* _Required action_: Retype each entry below, keeping every character the same.

Collected data entries
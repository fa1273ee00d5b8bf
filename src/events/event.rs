//! Game event types.

use serde::{Deserialize, Serialize};

use crate::board::{PawnRef, Position};
use crate::cards::Card;
use crate::core::PlayerId;
use crate::error::MoveError;

/// Something that happened during play.
#[derive(Clone, Debug, PartialEq, Eq, Serialize, Deserialize)]
pub enum GameEvent {
    /// A card was drawn by the acting player.
    CardDrawn { player: PlayerId, card: Card },

    /// A pawn left Start for its start tile.
    PawnEntered { pawn: PawnRef, tile: u8 },

    /// A pawn moved under a card's power.
    PawnMoved { pawn: PawnRef, from: Position, to: Position },

    /// A pawn finished.
    ReachedHome { pawn: PawnRef },

    /// A pawn was sent back to Start from `tile`.
    PawnBumped { pawn: PawnRef, tile: u8, by: PawnRef },

    /// A pawn landed on another color's slide and was carried along it.
    SlideTriggered { pawn: PawnRef, from: u8, to: u8, slide_owner: PlayerId },

    /// Two pawns exchanged tiles (card 11).
    PawnsSwitched { pawn: PawnRef, target: PawnRef, pawn_tile: u8, target_tile: u8 },

    /// A Start pawn replaced an opponent on the track.
    SorryPlayed { pawn: PawnRef, target: PawnRef, tile: u8 },

    /// A Sorry! card was banked.
    CardSaved { player: PlayerId, banked: u32 },

    /// A banked Sorry! card was spent at the start of a turn.
    BankedSorryRedeemed { player: PlayerId, banked: u32 },

    /// A card or decision produced no movement.
    MoveRejected { player: PlayerId, reason: MoveError },

    /// The acting player draws again (card 2).
    DrawAgain { player: PlayerId },

    /// Play passed to the next seat.
    TurnAdvanced { from: PlayerId, to: PlayerId, turn_number: u32 },

    /// All four of a player's pawns are Home.
    PlayerWon { player: PlayerId },
}

impl std::fmt::Display for GameEvent {
    fn fmt(&self, f: &mut std::fmt::Formatter<'_>) -> std::fmt::Result {
        match self {
            GameEvent::CardDrawn { player, card } => write!(f, "{} drew {}", player, card),
            GameEvent::PawnEntered { pawn, tile } => {
                write!(f, "{} moved from Start to Track {}", pawn, tile)
            }
            GameEvent::PawnMoved { pawn, from, to } => write!(f, "{} moved {} -> {}", pawn, from, to),
            GameEvent::ReachedHome { pawn } => write!(f, "{} reached Home", pawn),
            GameEvent::PawnBumped { pawn, tile, by } => {
                write!(f, "{} bumped from Track {} by {}", pawn, tile, by)
            }
            GameEvent::SlideTriggered { pawn, from, to, slide_owner } => {
                write!(f, "{} slid on {}'s slide from {} to {}", pawn, slide_owner, from, to)
            }
            GameEvent::PawnsSwitched { pawn, target, pawn_tile, target_tile } => write!(
                f,
                "{} (now Track {}) switched with {} (now Track {})",
                pawn, pawn_tile, target, target_tile
            ),
            GameEvent::SorryPlayed { pawn, target, tile } => {
                write!(f, "Sorry! {} replaced {} on Track {}", pawn, target, tile)
            }
            GameEvent::CardSaved { player, banked } => {
                write!(f, "{} saved a Sorry! card ({} banked)", player, banked)
            }
            GameEvent::BankedSorryRedeemed { player, banked } => {
                write!(f, "{} redeemed a saved Sorry! card ({} left)", player, banked)
            }
            GameEvent::MoveRejected { player, reason } => write!(f, "{}: no move ({})", player, reason),
            GameEvent::DrawAgain { player } => write!(f, "{} draws again", player),
            GameEvent::TurnAdvanced { from, to, turn_number } => {
                write!(f, "turn {}: {} -> {}", turn_number, from, to)
            }
            GameEvent::PlayerWon { player } => write!(f, "{} wins", player),
        }
    }
}

/// Ordered sink for [`GameEvent`]s.
#[derive(Clone, Debug, Default, PartialEq, Eq)]
pub struct EventLog {
    events: Vec<GameEvent>,
}

impl EventLog {
    #[must_use]
    pub fn new() -> Self {
        Self::default()
    }

    /// Record an event.
    pub fn push(&mut self, event: GameEvent) {
        log::debug!("{}", event);
        self.events.push(event);
    }

    #[must_use]
    pub fn events(&self) -> &[GameEvent] {
        &self.events
    }

    #[must_use]
    pub fn len(&self) -> usize {
        self.events.len()
    }

    #[must_use]
    pub fn is_empty(&self) -> bool {
        self.events.is_empty()
    }

    /// Take every recorded event, leaving the log empty.
    pub fn drain(&mut self) -> Vec<GameEvent> {
        std::mem::take(&mut self.events)
    }
}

* _Output of the exercise_:
repository fa1273ee00d5b8bf
filename src/events/event.rs
//! Game event types.

use serde::{Deserialize, Serialize};

use crate::board::{PawnRef, Position};
use crate::cards::Card;
use crate::core::PlayerId;
use crate::error::MoveError;

/// Something that happened during play.
#[derive(Clone, Debug, PartialEq, Eq, Serialize, Deserialize)]
pub enum GameEvent {
    /// A card was drawn by the acting player.
    CardDrawn { player: PlayerId, card: Card },

    /// A pawn left Start for its start tile.
    PawnEntered { pawn: PawnRef, tile: u8 },

    /// A pawn moved under a card's power.
    PawnMoved { pawn: PawnRef, from: Position, to: Position },

    /// A pawn finished.
    ReachedHome { pawn: PawnRef },

    /// A pawn was sent back to Start from `tile`.
    PawnBumped { pawn: PawnRef, tile: u8, by: PawnRef },

    /// A pawn landed on another color's slide and was carried along it.
    SlideTriggered { pawn: PawnRef, from: u8, to: u8, slide_owner: PlayerId },

    /// Two pawns exchanged tiles (card 11).
    PawnsSwitched { pawn: PawnRef, target: PawnRef, pawn_tile: u8, target_tile: u8 },

    /// A Start pawn replaced an opponent on the track.
    SorryPlayed { pawn: PawnRef, target: PawnRef, tile: u8 },

    /// A Sorry! card was banked.
    CardSaved { player: PlayerId, banked: u32 },

    /// A banked Sorry! card was spent at the start of a turn.
    BankedSorryRedeemed { player: PlayerId, banked: u32 },

    /// A card or decision produced no movement.
    MoveRejected { player: PlayerId, reason: MoveError },

    /// The acting player draws again (card 2).
    DrawAgain { player: PlayerId },

    /// Play passed to the next seat.
    TurnAdvanced { from: PlayerId, to: PlayerId, turn_number: u32 },

    /// All four of a player's pawns are Home.
    PlayerWon { player: PlayerId },
}

impl std::fmt::Display for GameEvent {
    fn fmt(&self, f: &mut std::fmt::Formatter<'_>) -> std::fmt::Result {
        match self {
            GameEvent::CardDrawn { player, card } => write!(f, "{} drew {}", player, card),
            GameEvent::PawnEntered { pawn, tile } => {
                write!(f, "{} moved from Start to Track {}", pawn, tile)
            }
            GameEvent::PawnMoved { pawn, from, to } => write!(f, "{} moved {} -> {}", pawn, from, to),
            GameEvent::ReachedHome { pawn } => write!(f, "{} reached Home", pawn),
            GameEvent::PawnBumped { pawn, tile, by } => {
                write!(f, "{} bumped from Track {} by {}", pawn, tile, by)
            }
            GameEvent::SlideTriggered { pawn, from, to, slide_owner } => {
                write!(f, "{} slid on {}'s slide from {} to {}", pawn, slide_owner, from, to)
            }
            GameEvent::PawnsSwitched { pawn, target, pawn_tile, target_tile } => write!(
                f,
                "{} (now Track {}) switched with {} (now Track {})",
                pawn, pawn_tile, target, target_tile
            ),
            GameEvent::SorryPlayed { pawn, target, tile } => {
                write!(f, "Sorry! {} replaced {} on Track {}", pawn, target, tile)
            }
            GameEvent::CardSaved { player, banked } => {
                write!(f, "{} saved a Sorry! card ({} banked)", player, banked)
            }
            GameEvent::BankedSorryRedeemed { player, banked } => {
                write!(f, "{} redeemed a saved Sorry! card ({} left)", player, banked)
            }
            GameEvent::MoveRejected { player, reason } => write!(f, "{}: no move ({})", player, reason),
            GameEvent::DrawAgain { player } => write!(f, "{} draws again", player),
            GameEvent::TurnAdvanced { from, to, turn_number } => {
                write!(f, "turn {}: {} -> {}", turn_number, from, to)
            }
            GameEvent::PlayerWon { player } => write!(f, "{} wins", player),
        }
    }
}

/// Ordered sink for [`GameEvent`]s.
#[derive(Clone, Debug, Default, PartialEq, Eq)]
pub struct EventLog {
    events: Vec<GameEvent>,
}

impl EventLog {
    #[must_use]
    pub fn new() -> Self {
        Self::default()
    }

    /// Record an event.
    pub fn push(&mut self, event: GameEvent) {
        log::debug!("{}", event);
        self.events.push(event);
    }

    #[must_use]
    pub fn events(&self) -> &[GameEvent] {
        &self.events
    }

    #[must_use]
    pub fn len(&self) -> usize {
        self.events.len()
    }

    #[must_use]
    pub fn is_empty(&self) -> bool {
        self.events.is_empty()
    }

    /// Take every recorded event, leaving the log empty.
    pub fn drain(&mut self) -> Vec<GameEvent> {
        std::mem::take(&mut self.events)
    }
}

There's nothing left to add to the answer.